Each file contains upwards of 200K rows and works out to be about 20MB
when
uncompressed. I need to compare this
information to the information recieved the day before to look for
files that have changed.

My current plan was to:

do read file and uncompress line
do import line into Mysql using activerecord
end
end
run several comparison queries to find changes save changes to a table
automatically review changes based on rules, and those that are
leftover are unauthorized changes and require research by the network
admins.

I’ve written everything, and its working. However, the MYSQL Import is
SLOOOOW.
Its taking 10 minutes per file.
Extrapolating this, it will take 2000 minutes, or 33 hours each day to
do just the import. Unfortunately, earth days only have 24 hours.
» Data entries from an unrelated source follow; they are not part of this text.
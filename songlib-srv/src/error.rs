//! API error type and its HTTP mapping
//!
//! Client input errors map to 400, missing resources to 404, everything
//! else to 500. The body is always `{"error": {"code", "message"}}`.

use axum::{
    extract::rejection::{JsonRejection, QueryRejection},
    http::StatusCode,
    response::{IntoResponse, Response},
    Json,
};
use serde_json::json;
use songlib_common::Error as CommonError;
use thiserror::Error;
use tracing::{error, warn};

/// API error type
#[derive(Debug, Error)]
pub enum ApiError {
    /// Resource not found (404)
    #[error("Resource not found: {0}")]
    NotFound(String),

    /// Invalid request (400)
    #[error("Invalid request: {0}")]
    BadRequest(String),

    /// songlib-common error, status depends on the variant
    #[error(transparent)]
    Common(#[from] CommonError),
}

impl From<JsonRejection> for ApiError {
    fn from(rejection: JsonRejection) -> Self {
        ApiError::BadRequest(format!("Malformed request body: {}", rejection.body_text()))
    }
}

impl From<QueryRejection> for ApiError {
    fn from(rejection: QueryRejection) -> Self {
        ApiError::BadRequest(format!("Malformed query string: {}", rejection.body_text()))
    }
}

impl ApiError {
    fn parts(&self) -> (StatusCode, &'static str, String) {
        match self {
            ApiError::NotFound(msg) => (StatusCode::NOT_FOUND, "NOT_FOUND", msg.clone()),
            ApiError::BadRequest(msg) => (StatusCode::BAD_REQUEST, "BAD_REQUEST", msg.clone()),
            ApiError::Common(err) => match err {
                CommonError::NotFound(msg) => (StatusCode::NOT_FOUND, "NOT_FOUND", msg.clone()),
                CommonError::InvalidInput(msg) | CommonError::Duplicate(msg) => {
                    (StatusCode::BAD_REQUEST, "BAD_REQUEST", msg.clone())
                }
                other => (
                    StatusCode::INTERNAL_SERVER_ERROR,
                    "INTERNAL_ERROR",
                    other.to_string(),
                ),
            },
        }
    }

    pub fn status(&self) -> StatusCode {
        self.parts().0
    }
}

impl IntoResponse for ApiError {
    fn into_response(self) -> Response {
        let (status, error_code, message) = self.parts();

        if status.is_server_error() {
            error!(status = status.as_u16(), "{}", message);
        } else {
            warn!(status = status.as_u16(), "{}", message);
        }

        let body = Json(json!({
            "error": {
                "code": error_code,
                "message": message,
            }
        }));

        (status, body).into_response()
    }
}

/// Result type for API handlers
pub type ApiResult<T> = Result<T, ApiError>;
//! Song and song details persistence
//!
//! Multi-table writes run inside one `sqlx::Transaction`. A transaction
//! dropped without `commit()` rolls back, so every `?` on the way out of
//! these functions leaves the database unchanged.

use songlib_common::{ReleaseDate, Result, Song, SongDetails};
use sqlx::sqlite::SqliteRow;
use sqlx::types::chrono::NaiveDate;
use sqlx::{Row, SqlitePool};
use tracing::debug;

/// Row from the `songs` table alone
#[derive(Debug, Clone, PartialEq, Eq, sqlx::FromRow)]
pub struct SongRow {
    pub id: i64,
    pub group_name: String,
    pub song: String,
}

/// Field changes for an edit; `None` leaves a column untouched
#[derive(Debug, Clone, Default, PartialEq, Eq)]
pub struct SongChanges {
    pub group: Option<String>,
    pub song: Option<String>,
    pub text: Option<String>,
    pub link: Option<String>,
    /// `Some(None)` clears the stored date
    pub release_date: Option<Option<ReleaseDate>>,
}

/// Map a joined songs/song_details row
pub(crate) fn song_from_row(row: &SqliteRow) -> std::result::Result<Song, sqlx::Error> {
    let id: i64 = row.try_get("id")?;
    Ok(Song {
        id,
        group: row.try_get("group_name")?,
        song: row.try_get("song")?,
        details: SongDetails {
            song_id: id,
            text: row.try_get("text")?,
            release_date: row
                .try_get::<Option<NaiveDate>, _>("release_date")?
                .map(ReleaseDate::from),
            link: row.try_get("link")?,
        },
    })
}

fn details_from_row(row: &SqliteRow) -> std::result::Result<SongDetails, sqlx::Error> {
    Ok(SongDetails {
        song_id: row.try_get("song_id")?,
        text: row.try_get("text")?,
        release_date: row
            .try_get::<Option<NaiveDate>, _>("release_date")?
            .map(ReleaseDate::from),
        link: row.try_get("link")?,
    })
}

/// Load a song row without details
pub async fn find_song(pool: &SqlitePool, id: i64) -> Result<Option<SongRow>> {
    let row = sqlx::query_as::<_, SongRow>("SELECT id, group_name, song FROM songs WHERE id = ?")
        .bind(id)
        .fetch_optional(pool)
        .await?;
    Ok(row)
}

/// Id of the song with this exact group and title, if any
pub async fn find_song_id_by_title(
    pool: &SqlitePool,
    group: &str,
    song: &str,
) -> Result<Option<i64>> {
    let id = sqlx::query_scalar("SELECT id FROM songs WHERE group_name = ? AND song = ?")
        .bind(group)
        .bind(song)
        .fetch_optional(pool)
        .await?;
    Ok(id)
}

/// Load the details row of a song
pub async fn find_details(pool: &SqlitePool, song_id: i64) -> Result<Option<SongDetails>> {
    let row = sqlx::query(
        "SELECT song_id, text, release_date, link FROM song_details WHERE song_id = ?",
    )
    .bind(song_id)
    .fetch_optional(pool)
    .await?;

    Ok(row.as_ref().map(details_from_row).transpose()?)
}

/// Load a song joined with its details
pub async fn find_song_with_details(pool: &SqlitePool, id: i64) -> Result<Option<Song>> {
    let row = sqlx::query(
        r#"
        SELECT s.id, s.group_name, s.song, d.text, d.release_date, d.link
        FROM songs s
        JOIN song_details d ON d.song_id = s.id
        WHERE s.id = ?
        "#,
    )
    .bind(id)
    .fetch_optional(pool)
    .await?;

    Ok(row.as_ref().map(song_from_row).transpose()?)
}

/// Insert a song and its details atomically. `details.song_id` is ignored
/// and replaced by the generated id.
pub async fn insert_song_with_details(
    pool: &SqlitePool,
    group: &str,
    song: &str,
    details: SongDetails,
) -> Result<Song> {
    let mut tx = pool.begin().await?;

    let id = sqlx::query("INSERT INTO songs (group_name, song) VALUES (?, ?)")
        .bind(group)
        .bind(song)
        .execute(&mut *tx)
        .await?
        .last_insert_rowid();

    sqlx::query(
        "INSERT INTO song_details (song_id, text, release_date, link) VALUES (?, ?, ?, ?)",
    )
    .bind(id)
    .bind(&details.text)
    .bind(details.release_date.map(|d| d.date()))
    .bind(&details.link)
    .execute(&mut *tx)
    .await?;

    tx.commit().await?;

    debug!(song_id = id, "Inserted song with details");

    Ok(Song {
        id,
        group: group.to_string(),
        song: song.to_string(),
        details: SongDetails {
            song_id: id,
            ..details
        },
    })
}

/// Apply changes to both rows of a song atomically.
///
/// Returns `false` if either row is missing, in which case nothing is
/// written.
pub async fn update_song_with_details(
    pool: &SqlitePool,
    id: i64,
    changes: &SongChanges,
) -> Result<bool> {
    let mut tx = pool.begin().await?;

    let songs_updated = sqlx::query(
        r#"
        UPDATE songs
        SET group_name = COALESCE(?, group_name),
            song = COALESCE(?, song),
            updated_at = CURRENT_TIMESTAMP
        WHERE id = ?
        "#,
    )
    .bind(&changes.group)
    .bind(&changes.song)
    .bind(id)
    .execute(&mut *tx)
    .await?
    .rows_affected();

    let (set_date, date) = match changes.release_date {
        Some(date) => (true, date.map(|d| d.date())),
        None => (false, None),
    };

    let details_updated = sqlx::query(
        r#"
        UPDATE song_details
        SET text = COALESCE(?, text),
            link = COALESCE(?, link),
            release_date = CASE WHEN ? THEN ? ELSE release_date END
        WHERE song_id = ?
        "#,
    )
    .bind(&changes.text)
    .bind(&changes.link)
    .bind(set_date)
    .bind(date)
    .bind(id)
    .execute(&mut *tx)
    .await?
    .rows_affected();

    if songs_updated == 0 || details_updated == 0 {
        // dropped without commit: rolled back
        return Ok(false);
    }

    tx.commit().await?;
    Ok(true)
}

/// Delete details then the song row atomically.
///
/// Returns `false` (and writes nothing) if there were no details.
pub async fn delete_song_with_details(pool: &SqlitePool, id: i64) -> Result<bool> {
    let mut tx = pool.begin().await?;

    let details_deleted = sqlx::query("DELETE FROM song_details WHERE song_id = ?")
        .bind(id)
        .execute(&mut *tx)
        .await?
        .rows_affected();

    if details_deleted == 0 {
        return Ok(false);
    }

    sqlx::query("DELETE FROM songs WHERE id = ?")
        .bind(id)
        .execute(&mut *tx)
        .await?;

    tx.commit().await?;
    Ok(true)
}
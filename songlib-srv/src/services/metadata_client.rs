//! External song metadata client
//!
//! Fetches `text`, `link` and `releaseDate` for a group/song pair from
//! `GET {base_url}/info?group=..&song=..`. No retries; callers treat any
//! error as "no enrichment".

use async_trait::async_trait;
use reqwest::Url;
use serde::{Deserialize, Serialize};
use songlib_common::release_date::{self, ReleaseDate};
use std::time::Duration;
use thiserror::Error;

const INFO_PATH: &str = "/info";
const USER_AGENT: &str = concat!("songlib-srv/", env!("CARGO_PKG_VERSION"));

/// Metadata client errors
#[derive(Debug, Error)]
pub enum MetadataError {
    #[error("Invalid metadata service URL '{0}'")]
    InvalidUrl(String),

    #[error("Network error: {0}")]
    Network(String),

    #[error("Metadata service returned {0}: {1}")]
    Status(u16, String),

    #[error("Parse error: {0}")]
    Parse(String),
}

/// Enrichment data returned by the metadata service
#[derive(Debug, Clone, Default, PartialEq, Eq, Serialize, Deserialize)]
#[serde(rename_all = "camelCase")]
pub struct SongMetadata {
    #[serde(default)]
    pub text: String,
    #[serde(default)]
    pub link: String,
    #[serde(default, with = "release_date::optional")]
    pub release_date: Option<ReleaseDate>,
}

/// Source of enrichment data for new songs
#[async_trait]
pub trait MetadataSource: Send + Sync {
    /// `Ok(None)` means the service had nothing to add
    async fn fetch(&self, group: &str, song: &str) -> Result<Option<SongMetadata>, MetadataError>;
}

/// HTTP implementation of [`MetadataSource`]
#[derive(Debug, Clone)]
pub struct MetadataClient {
    http_client: reqwest::Client,
    info_url: Url,
}

impl MetadataClient {
    pub fn new(base_url: &str, timeout: Duration) -> Result<Self, MetadataError> {
        let base = base_url.trim().trim_end_matches('/');
        let info_url = Url::parse(&format!("{}{}", base, INFO_PATH))
            .map_err(|_| MetadataError::InvalidUrl(base_url.to_string()))?;

        if !matches!(info_url.scheme(), "http" | "https") {
            return Err(MetadataError::InvalidUrl(base_url.to_string()));
        }

        let http_client = reqwest::Client::builder()
            .user_agent(USER_AGENT)
            .timeout(timeout)
            .build()
            .map_err(|e| MetadataError::Network(e.to_string()))?;

        Ok(Self {
            http_client,
            info_url,
        })
    }

    pub fn info_url(&self) -> &Url {
        &self.info_url
    }
}

#[async_trait]
impl MetadataSource for MetadataClient {
    async fn fetch(&self, group: &str, song: &str) -> Result<Option<SongMetadata>, MetadataError> {
        tracing::debug!(group = %group, song = %song, url = %self.info_url, "Querying metadata service");

        let response = self
            .http_client
            .get(self.info_url.clone())
            .query(&[("group", group), ("song", song)])
            .send()
            .await
            .map_err(|e| MetadataError::Network(e.to_string()))?;

        let status = response.status();
        if !status.is_success() {
            let error_text = response.text().await.unwrap_or_default();
            return Err(MetadataError::Status(status.as_u16(), error_text));
        }

        let body = response
            .text()
            .await
            .map_err(|e| MetadataError::Network(e.to_string()))?;

        if body.trim().is_empty() {
            tracing::debug!(group = %group, song = %song, "Metadata service returned empty body");
            return Ok(None);
        }

        let metadata: SongMetadata =
            serde_json::from_str(&body).map_err(|e| MetadataError::Parse(e.to_string()))?;

        tracing::info!(group = %group, song = %song, "Retrieved song metadata");

        Ok(Some(metadata))
    }
}

#[cfg(test)]
mod tests {
    use super::*;
    use wiremock::matchers::{method, path, query_param};
    use wiremock::{Mock, MockServer, ResponseTemplate};

    fn client_for(server: &MockServer) -> MetadataClient {
        MetadataClient::new(&server.uri(), Duration::from_secs(5)).unwrap()
    }

    #[test]
    fn test_invalid_base_url() {
        assert!(matches!(
            MetadataClient::new("not a url", Duration::from_secs(1)),
            Err(MetadataError::InvalidUrl(_))
        ));
        assert!(matches!(
            MetadataClient::new("ftp://example.com", Duration::from_secs(1)),
            Err(MetadataError::InvalidUrl(_))
        ));
    }

    #[test]
    fn test_trailing_slash_is_ignored() {
        let client = MetadataClient::new("http://localhost:9000/api/", Duration::from_secs(1)).unwrap();
        assert_eq!(client.info_url().as_str(), "http://localhost:9000/api/info");
    }

    #[tokio::test]
    async fn test_fetch_sends_group_and_song() {
        let server = MockServer::start().await;

        Mock::given(method("GET"))
            .and(path("/info"))
            .and(query_param("group", "Muse"))
            .and(query_param("song", "Supermassive Black Hole"))
            .respond_with(ResponseTemplate::new(200).set_body_json(serde_json::json!({
                "releaseDate": "16.07.2006",
                "text": "Ooh baby, don't you know I suffer?\n\nOoh baby",
                "link": "https://www.youtube.com/watch?v=Xsp3_a-PMTw"
            })))
            .expect(1)
            .mount(&server)
            .await;

        let metadata = client_for(&server)
            .fetch("Muse", "Supermassive Black Hole")
            .await
            .unwrap()
            .expect("metadata expected");

        assert_eq!(metadata.release_date, ReleaseDate::from_ymd(2006, 7, 16));
        assert!(metadata.text.starts_with("Ooh baby"));
        assert_eq!(metadata.link, "https://www.youtube.com/watch?v=Xsp3_a-PMTw");
    }

    #[tokio::test]
    async fn test_empty_body_is_no_data() {
        let server = MockServer::start().await;

        Mock::given(method("GET"))
            .and(path("/info"))
            .respond_with(ResponseTemplate::new(200))
            .mount(&server)
            .await;

        let result = client_for(&server).fetch("Muse", "Hysteria").await.unwrap();
        assert!(result.is_none());
    }

    #[tokio::test]
    async fn test_non_success_status() {
        let server = MockServer::start().await;

        Mock::given(method("GET"))
            .and(path("/info"))
            .respond_with(ResponseTemplate::new(503).set_body_string("down for maintenance"))
            .mount(&server)
            .await;

        match client_for(&server).fetch("Muse", "Hysteria").await {
            Err(MetadataError::Status(code, message)) => {
                assert_eq!(code, 503);
                assert!(message.contains("maintenance"));
            }
            other => panic!("Expected Status error, got: {:?}", other),
        }
    }

    #[tokio::test]
    async fn test_invalid_json_is_parse_error() {
        let server = MockServer::start().await;

        Mock::given(method("GET"))
            .and(path("/info"))
            .respond_with(ResponseTemplate::new(200).set_body_string("not valid json"))
            .mount(&server)
            .await;

        assert!(matches!(
            client_for(&server).fetch("Muse", "Hysteria").await,
            Err(MetadataError::Parse(_))
        ));
    }

    #[tokio::test]
    async fn test_bad_release_date_is_parse_error() {
        let server = MockServer::start().await;

        Mock::given(method("GET"))
            .and(path("/info"))
            .respond_with(ResponseTemplate::new(200).set_body_json(serde_json::json!({
                "releaseDate": "2006-07-16"
            })))
            .mount(&server)
            .await;

        assert!(matches!(
            client_for(&server).fetch("Muse", "Hysteria").await,
            Err(MetadataError::Parse(_))
        ));
    }

    #[tokio::test]
    async fn test_unreachable_server_is_network_error() {
        // port 9 (discard) on localhost is expected to refuse connections
        let client = MetadataClient::new("http://127.0.0.1:9", Duration::from_secs(2)).unwrap();

        assert!(matches!(
            client.fetch("Muse", "Hysteria").await,
            Err(MetadataError::Network(_))
        ));
    }
}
So, I need some way to compare todays file, to yesterdays and see
changes. I really want akk the data to end up in MySQL or SQL server,
so I’m
hesitant to use any solution that requires direct comparios on text
files.
Ideally, I’d like a way to speed up the import. I saw another post
talking
about how ActiveRecord defaults to using transactions for insert in a
block, so
the only thing ive tried at this point to speed things up is to begin
the
transaction outside of the block and end it upon compleetion. This
didn’t seem
to help much…

Thanks :slight_smile:

Brian

Brian C. wrote:

Hey Folks,

Im looking for some suggestions here. Each day I need to process 200 GZ
compressed files each day that contain comma delimited information in
the following format:
HostName, FileName, DirName, Modified_On

Check out LOAD DATA INFILE for MySQL. It’s likely to be a lot faster
than any other route, except possibly pre-parsing your CSV into SQL
statements.

Brian C. wrote:

Hey Folks,

Im looking for some suggestions here. Each day I need to process 200 GZ
compressed files each day that contain comma delimited information in
the following format:
HostName, FileName, DirName, Modified_On

Hello,

hey I am having the same problem here, how did you work that out?